SOURCE RECORDS: Begin

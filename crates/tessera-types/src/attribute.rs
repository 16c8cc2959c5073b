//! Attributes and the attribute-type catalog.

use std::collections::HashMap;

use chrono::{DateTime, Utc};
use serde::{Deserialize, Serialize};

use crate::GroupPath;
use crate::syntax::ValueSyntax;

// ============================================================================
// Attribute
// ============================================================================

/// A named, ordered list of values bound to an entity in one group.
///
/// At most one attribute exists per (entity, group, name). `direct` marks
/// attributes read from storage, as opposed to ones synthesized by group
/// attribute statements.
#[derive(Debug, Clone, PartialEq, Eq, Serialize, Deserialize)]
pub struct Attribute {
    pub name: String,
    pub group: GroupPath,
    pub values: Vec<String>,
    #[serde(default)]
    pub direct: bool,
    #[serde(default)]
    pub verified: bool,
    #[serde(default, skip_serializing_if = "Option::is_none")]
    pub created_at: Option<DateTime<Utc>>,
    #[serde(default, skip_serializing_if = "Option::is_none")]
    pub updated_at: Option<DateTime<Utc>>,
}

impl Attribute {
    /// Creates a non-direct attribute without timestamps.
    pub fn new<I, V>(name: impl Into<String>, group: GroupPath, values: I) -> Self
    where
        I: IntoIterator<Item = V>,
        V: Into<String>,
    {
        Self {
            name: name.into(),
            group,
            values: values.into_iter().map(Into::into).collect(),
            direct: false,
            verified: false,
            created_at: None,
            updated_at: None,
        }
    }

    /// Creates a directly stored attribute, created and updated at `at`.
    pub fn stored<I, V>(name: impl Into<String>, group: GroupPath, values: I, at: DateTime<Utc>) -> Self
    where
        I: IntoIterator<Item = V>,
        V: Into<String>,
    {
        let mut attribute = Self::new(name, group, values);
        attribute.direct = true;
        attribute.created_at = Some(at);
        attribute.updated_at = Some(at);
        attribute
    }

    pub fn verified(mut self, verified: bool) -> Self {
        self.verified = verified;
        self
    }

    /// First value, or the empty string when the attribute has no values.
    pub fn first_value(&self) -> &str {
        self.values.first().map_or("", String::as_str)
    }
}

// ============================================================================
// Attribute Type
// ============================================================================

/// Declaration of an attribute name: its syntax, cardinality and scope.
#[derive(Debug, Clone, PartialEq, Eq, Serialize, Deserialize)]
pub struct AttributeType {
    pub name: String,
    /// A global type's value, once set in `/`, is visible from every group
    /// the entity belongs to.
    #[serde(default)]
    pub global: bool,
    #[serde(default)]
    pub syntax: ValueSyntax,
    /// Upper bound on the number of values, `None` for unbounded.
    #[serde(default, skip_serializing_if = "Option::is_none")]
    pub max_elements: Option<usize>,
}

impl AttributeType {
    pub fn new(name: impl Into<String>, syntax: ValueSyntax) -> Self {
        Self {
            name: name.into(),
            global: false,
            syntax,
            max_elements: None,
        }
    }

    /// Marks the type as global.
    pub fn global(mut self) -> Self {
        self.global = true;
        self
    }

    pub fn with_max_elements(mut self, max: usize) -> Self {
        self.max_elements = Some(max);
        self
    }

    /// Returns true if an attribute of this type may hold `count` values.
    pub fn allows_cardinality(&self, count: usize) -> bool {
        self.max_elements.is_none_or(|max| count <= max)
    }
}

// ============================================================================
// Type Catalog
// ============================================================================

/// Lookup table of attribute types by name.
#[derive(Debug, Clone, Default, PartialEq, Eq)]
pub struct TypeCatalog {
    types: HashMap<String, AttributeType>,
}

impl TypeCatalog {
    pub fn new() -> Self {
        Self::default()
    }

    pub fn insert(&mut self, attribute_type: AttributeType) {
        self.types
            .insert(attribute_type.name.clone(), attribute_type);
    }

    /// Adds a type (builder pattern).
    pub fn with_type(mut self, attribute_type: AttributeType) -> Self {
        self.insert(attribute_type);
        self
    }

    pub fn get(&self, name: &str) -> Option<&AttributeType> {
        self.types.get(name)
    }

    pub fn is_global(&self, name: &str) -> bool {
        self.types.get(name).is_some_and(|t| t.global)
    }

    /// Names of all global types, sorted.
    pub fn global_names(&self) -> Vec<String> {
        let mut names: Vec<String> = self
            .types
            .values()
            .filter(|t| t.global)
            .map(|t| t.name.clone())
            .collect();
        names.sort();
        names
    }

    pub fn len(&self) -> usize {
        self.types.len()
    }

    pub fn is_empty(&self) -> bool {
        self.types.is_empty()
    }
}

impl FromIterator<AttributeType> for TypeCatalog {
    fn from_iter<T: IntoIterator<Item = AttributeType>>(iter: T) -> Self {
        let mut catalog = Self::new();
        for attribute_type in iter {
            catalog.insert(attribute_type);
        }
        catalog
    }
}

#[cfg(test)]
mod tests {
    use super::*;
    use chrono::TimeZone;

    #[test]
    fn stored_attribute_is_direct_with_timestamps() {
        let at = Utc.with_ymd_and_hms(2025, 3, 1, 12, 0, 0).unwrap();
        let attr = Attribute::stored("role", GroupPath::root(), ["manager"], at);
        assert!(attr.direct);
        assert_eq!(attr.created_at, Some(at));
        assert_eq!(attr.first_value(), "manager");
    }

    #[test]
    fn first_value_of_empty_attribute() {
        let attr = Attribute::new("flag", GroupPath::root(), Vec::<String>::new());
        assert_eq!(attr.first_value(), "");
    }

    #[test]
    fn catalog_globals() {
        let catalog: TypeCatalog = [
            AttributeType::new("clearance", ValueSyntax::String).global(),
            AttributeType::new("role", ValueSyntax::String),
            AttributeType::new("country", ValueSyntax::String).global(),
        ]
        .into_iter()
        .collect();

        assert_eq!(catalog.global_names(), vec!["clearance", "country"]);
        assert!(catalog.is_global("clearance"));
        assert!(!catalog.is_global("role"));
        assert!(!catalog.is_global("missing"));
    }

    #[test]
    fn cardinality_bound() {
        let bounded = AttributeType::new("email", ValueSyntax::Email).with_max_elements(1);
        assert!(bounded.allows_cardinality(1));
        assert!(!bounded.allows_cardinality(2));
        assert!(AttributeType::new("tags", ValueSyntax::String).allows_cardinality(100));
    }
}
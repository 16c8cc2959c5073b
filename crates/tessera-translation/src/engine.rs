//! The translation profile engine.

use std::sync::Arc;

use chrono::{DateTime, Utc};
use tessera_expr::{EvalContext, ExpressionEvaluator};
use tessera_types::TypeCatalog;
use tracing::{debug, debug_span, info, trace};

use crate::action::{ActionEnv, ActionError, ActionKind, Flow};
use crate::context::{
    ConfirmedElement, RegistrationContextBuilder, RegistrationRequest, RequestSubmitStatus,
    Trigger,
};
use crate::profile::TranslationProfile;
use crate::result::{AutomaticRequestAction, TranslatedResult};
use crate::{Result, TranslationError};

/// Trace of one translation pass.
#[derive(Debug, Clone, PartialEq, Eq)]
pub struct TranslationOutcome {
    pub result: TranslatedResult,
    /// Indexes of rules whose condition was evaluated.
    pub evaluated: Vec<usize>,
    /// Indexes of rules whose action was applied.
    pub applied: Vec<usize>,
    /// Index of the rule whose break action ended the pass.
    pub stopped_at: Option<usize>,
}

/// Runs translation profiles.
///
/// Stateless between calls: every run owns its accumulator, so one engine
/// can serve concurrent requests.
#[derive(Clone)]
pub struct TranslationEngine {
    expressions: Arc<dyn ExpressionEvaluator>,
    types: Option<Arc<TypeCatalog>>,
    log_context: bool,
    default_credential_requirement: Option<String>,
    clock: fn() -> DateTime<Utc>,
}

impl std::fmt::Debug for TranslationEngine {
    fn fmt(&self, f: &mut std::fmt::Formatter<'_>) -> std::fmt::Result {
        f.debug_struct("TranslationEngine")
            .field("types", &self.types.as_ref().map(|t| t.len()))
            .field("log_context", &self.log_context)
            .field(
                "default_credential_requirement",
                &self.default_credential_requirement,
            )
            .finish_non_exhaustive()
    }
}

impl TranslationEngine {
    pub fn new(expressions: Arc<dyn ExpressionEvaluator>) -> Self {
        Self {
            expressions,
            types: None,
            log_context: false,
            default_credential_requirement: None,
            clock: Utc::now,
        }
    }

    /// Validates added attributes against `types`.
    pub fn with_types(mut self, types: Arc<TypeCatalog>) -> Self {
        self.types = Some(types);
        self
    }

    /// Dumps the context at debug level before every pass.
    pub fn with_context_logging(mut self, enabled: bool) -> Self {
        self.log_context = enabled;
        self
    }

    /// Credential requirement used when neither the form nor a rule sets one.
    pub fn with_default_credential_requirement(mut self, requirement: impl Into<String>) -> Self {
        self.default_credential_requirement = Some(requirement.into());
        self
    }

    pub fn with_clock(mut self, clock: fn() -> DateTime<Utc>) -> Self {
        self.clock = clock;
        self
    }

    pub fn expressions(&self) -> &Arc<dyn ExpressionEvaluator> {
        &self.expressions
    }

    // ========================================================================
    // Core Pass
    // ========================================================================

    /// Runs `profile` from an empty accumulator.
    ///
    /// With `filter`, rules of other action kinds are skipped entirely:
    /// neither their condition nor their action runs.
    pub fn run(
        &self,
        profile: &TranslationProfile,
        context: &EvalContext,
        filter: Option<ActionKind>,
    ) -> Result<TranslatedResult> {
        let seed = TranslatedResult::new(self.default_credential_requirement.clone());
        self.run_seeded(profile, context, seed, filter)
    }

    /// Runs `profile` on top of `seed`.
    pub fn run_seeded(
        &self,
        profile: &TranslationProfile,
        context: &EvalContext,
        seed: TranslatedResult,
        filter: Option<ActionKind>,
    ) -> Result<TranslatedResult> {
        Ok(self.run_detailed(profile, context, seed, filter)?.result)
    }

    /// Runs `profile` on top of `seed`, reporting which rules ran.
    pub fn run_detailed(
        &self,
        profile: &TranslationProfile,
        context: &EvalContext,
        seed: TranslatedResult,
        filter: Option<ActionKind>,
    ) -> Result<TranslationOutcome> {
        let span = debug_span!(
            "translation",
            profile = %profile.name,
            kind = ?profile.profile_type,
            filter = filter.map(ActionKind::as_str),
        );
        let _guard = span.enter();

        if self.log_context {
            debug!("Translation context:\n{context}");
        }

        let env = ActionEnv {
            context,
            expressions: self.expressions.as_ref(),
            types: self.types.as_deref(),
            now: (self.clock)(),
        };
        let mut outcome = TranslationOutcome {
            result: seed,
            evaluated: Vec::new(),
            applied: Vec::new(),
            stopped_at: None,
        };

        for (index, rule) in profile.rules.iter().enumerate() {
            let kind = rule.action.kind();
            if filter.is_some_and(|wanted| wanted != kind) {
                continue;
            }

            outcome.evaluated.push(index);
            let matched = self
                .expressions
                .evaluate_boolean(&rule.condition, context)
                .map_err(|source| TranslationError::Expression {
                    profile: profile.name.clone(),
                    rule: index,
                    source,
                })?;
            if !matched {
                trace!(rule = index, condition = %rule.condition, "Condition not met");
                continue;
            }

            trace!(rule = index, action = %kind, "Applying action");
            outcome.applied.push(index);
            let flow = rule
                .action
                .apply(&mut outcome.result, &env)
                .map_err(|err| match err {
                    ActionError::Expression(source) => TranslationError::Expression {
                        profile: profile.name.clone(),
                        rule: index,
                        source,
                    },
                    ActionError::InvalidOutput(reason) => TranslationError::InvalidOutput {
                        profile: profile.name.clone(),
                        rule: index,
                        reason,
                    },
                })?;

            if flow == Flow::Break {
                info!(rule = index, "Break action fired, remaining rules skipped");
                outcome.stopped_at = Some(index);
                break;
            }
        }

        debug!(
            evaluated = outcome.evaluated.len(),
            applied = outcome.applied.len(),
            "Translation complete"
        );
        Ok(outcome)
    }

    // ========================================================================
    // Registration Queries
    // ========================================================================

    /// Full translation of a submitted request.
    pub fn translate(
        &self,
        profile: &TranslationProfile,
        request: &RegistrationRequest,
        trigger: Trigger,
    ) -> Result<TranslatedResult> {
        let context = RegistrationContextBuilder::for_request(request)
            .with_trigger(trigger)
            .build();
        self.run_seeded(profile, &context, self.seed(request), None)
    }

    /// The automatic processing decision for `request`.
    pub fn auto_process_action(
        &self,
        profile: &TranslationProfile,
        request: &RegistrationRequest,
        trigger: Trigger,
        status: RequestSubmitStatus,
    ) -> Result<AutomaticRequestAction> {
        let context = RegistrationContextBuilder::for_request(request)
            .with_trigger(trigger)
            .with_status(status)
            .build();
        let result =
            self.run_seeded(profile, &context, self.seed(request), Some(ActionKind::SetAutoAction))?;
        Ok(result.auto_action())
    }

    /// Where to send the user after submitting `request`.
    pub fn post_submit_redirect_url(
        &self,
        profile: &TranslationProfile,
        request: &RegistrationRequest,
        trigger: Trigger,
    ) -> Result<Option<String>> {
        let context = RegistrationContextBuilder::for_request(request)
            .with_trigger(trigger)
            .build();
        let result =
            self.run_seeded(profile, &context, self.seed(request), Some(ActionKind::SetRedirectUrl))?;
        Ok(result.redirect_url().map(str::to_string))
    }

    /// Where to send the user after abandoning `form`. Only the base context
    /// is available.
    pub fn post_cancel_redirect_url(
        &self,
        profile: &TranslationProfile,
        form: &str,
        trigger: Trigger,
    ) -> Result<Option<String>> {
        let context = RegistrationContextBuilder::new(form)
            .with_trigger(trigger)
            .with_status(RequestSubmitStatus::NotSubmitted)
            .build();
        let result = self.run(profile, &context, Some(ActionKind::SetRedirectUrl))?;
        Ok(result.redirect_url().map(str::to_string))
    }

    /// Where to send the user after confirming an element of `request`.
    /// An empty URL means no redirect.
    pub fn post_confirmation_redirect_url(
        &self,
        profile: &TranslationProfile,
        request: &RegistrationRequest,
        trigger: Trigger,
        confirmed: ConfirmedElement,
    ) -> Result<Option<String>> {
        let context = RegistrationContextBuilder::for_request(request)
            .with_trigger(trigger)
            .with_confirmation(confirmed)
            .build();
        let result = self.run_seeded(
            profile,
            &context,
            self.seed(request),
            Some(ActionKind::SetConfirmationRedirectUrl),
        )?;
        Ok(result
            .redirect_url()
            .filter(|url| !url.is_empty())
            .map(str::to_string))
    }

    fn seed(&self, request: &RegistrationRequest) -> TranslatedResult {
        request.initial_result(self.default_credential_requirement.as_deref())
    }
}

SOURCE RECORDS: End

TASK PROMPT:
Retype word for word everything in the listing above from the line that holds "pub fn allows_cardinality(&self, count: usize)" down to the line that holds "type (builder pattern).". Keep both end lines and leave out the rest.

WRITTEN ANSWER:
    pub fn allows_cardinality(&self, count: usize) -> bool {
        self.max_elements.is_none_or(|max| count <= max)
    }
}

// ============================================================================
// Type Catalog
// ============================================================================

/// Lookup table of attribute types by name.
#[derive(Debug, Clone, Default, PartialEq, Eq)]
pub struct TypeCatalog {
    types: HashMap<String, AttributeType>,
}

impl TypeCatalog {
    pub fn new() -> Self {
        Self::default()
    }

    pub fn insert(&mut self, attribute_type: AttributeType) {
        self.types
            .insert(attribute_type.name.clone(), attribute_type);
    }

    /// Adds a type (builder pattern).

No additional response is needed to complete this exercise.